WORK TO BE COMPLETED |
The answer must be a single number: how many lines in this listing hold the word "background".

DATA FOR REVIEW |
// Inline style derivation.
//
// Folds a node's tag and css properties into the ambient style-flag set.
// Nested formatting elements accumulate flags; css can both add and remove
// them (font-weight: normal inside <b> clears BOLD). Color and background
// flags are admitted only through the caller-supplied allow-list, which
// bounds style-flag growth. Everything here is pure.

use std::collections::BTreeSet;

use crate::dom::{self, Node};

pub const BOLD: &str = "BOLD";
pub const ITALIC: &str = "ITALIC";
pub const UNDERLINE: &str = "UNDERLINE";
pub const STRIKETHROUGH: &str = "STRIKETHROUGH";
pub const CODE: &str = "CODE";
pub const SUBSCRIPT: &str = "SUBSCRIPT";
pub const SUPERSCRIPT: &str = "SUPERSCRIPT";
pub const HIGHLIGHT: &str = "HIGHLIGHT";

/// The set of style flags active for a run of characters.
pub type StyleSet = BTreeSet<String>;

/// Derive the style set for a node's subtree from the ambient set.
pub(crate) fn from_node(node: &Node, ambient: &StyleSet, allowed: &BTreeSet<String>) -> StyleSet {
    let mut styles = ambient.clone();

    if let Some(flag) = tag_style(node) {
        styles.insert(flag.to_string());
    }

    apply_font_weight(node, &mut styles);
    apply_font_style(node, &mut styles);
    apply_text_decoration(node, &mut styles);
    apply_colors(node, &mut styles, allowed);

    if dom::has_monospace_font(node) {
        styles.insert(CODE.to_string());
    }

    styles
}

/// Style flag implied by the element tag itself.
fn tag_style(node: &Node) -> Option<&'static str> {
    match node.tag()? {
        "b" | "strong" => Some(BOLD),
        "i" | "em" => Some(ITALIC),
        "u" | "ins" => Some(UNDERLINE),
        "s" | "del" | "strike" => Some(STRIKETHROUGH),
        "code" | "kbd" | "samp" | "tt" => Some(CODE),
        "sub" => Some(SUBSCRIPT),
        "sup" => Some(SUPERSCRIPT),
        "mark" => Some(HIGHLIGHT),
        _ => None,
    }
}

fn apply_font_weight(node: &Node, styles: &mut StyleSet) {
    let Some(weight) = node.style("font-weight") else {
        return;
    };
    let weight = weight.to_ascii_lowercase();
    let bold = match weight.as_str() {
        "bold" | "bolder" => true,
        "normal" | "lighter" => false,
        numeric => match numeric.parse::<u16>() {
            Ok(n) => n >= 600,
            Err(_) => return,
        },
    };
    if bold {
        styles.insert(BOLD.to_string());
    } else {
        styles.remove(BOLD);
    }
}

fn apply_font_style(node: &Node, styles: &mut StyleSet) {
    let Some(slant) = node.style("font-style") else {
        return;
    };
    match slant.to_ascii_lowercase().as_str() {
        "italic" | "oblique" => {
            styles.insert(ITALIC.to_string());
        }
        "normal" => {
            styles.remove(ITALIC);
        }
        _ => {}
    }
}

fn apply_text_decoration(node: &Node, styles: &mut StyleSet) {
    let decoration = node
        .style("text-decoration")
        .or_else(|| node.style("text-decoration-line"));
    let Some(decoration) = decoration else {
        return;
    };
    let decoration = decoration.to_ascii_lowercase();
    if decoration.contains("underline") {
        styles.insert(UNDERLINE.to_string());
    }
    if decoration.contains("line-through") {
        styles.insert(STRIKETHROUGH.to_string());
    }
    if decoration.split_whitespace().any(|part| part == "none") {
        styles.remove(UNDERLINE);
        styles.remove(STRIKETHROUGH);
    }
}

/// Color and background flags, admitted only through the allow-list.
fn apply_colors(node: &Node, styles: &mut StyleSet, allowed: &BTreeSet<String>) {
    if let Some(color) = node.style("color") {
        let flag = format!("color-{color}");
        if allowed.contains(&flag) {
            styles.insert(flag);
        }
    }
    if let Some(background) = node.style("background-color") {
        let flag = format!("bgcolor-{background}");
        if allowed.contains(&flag) {
            styles.insert(flag);
        }
    }
}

OUTPUT OF THE EXERCISE |
4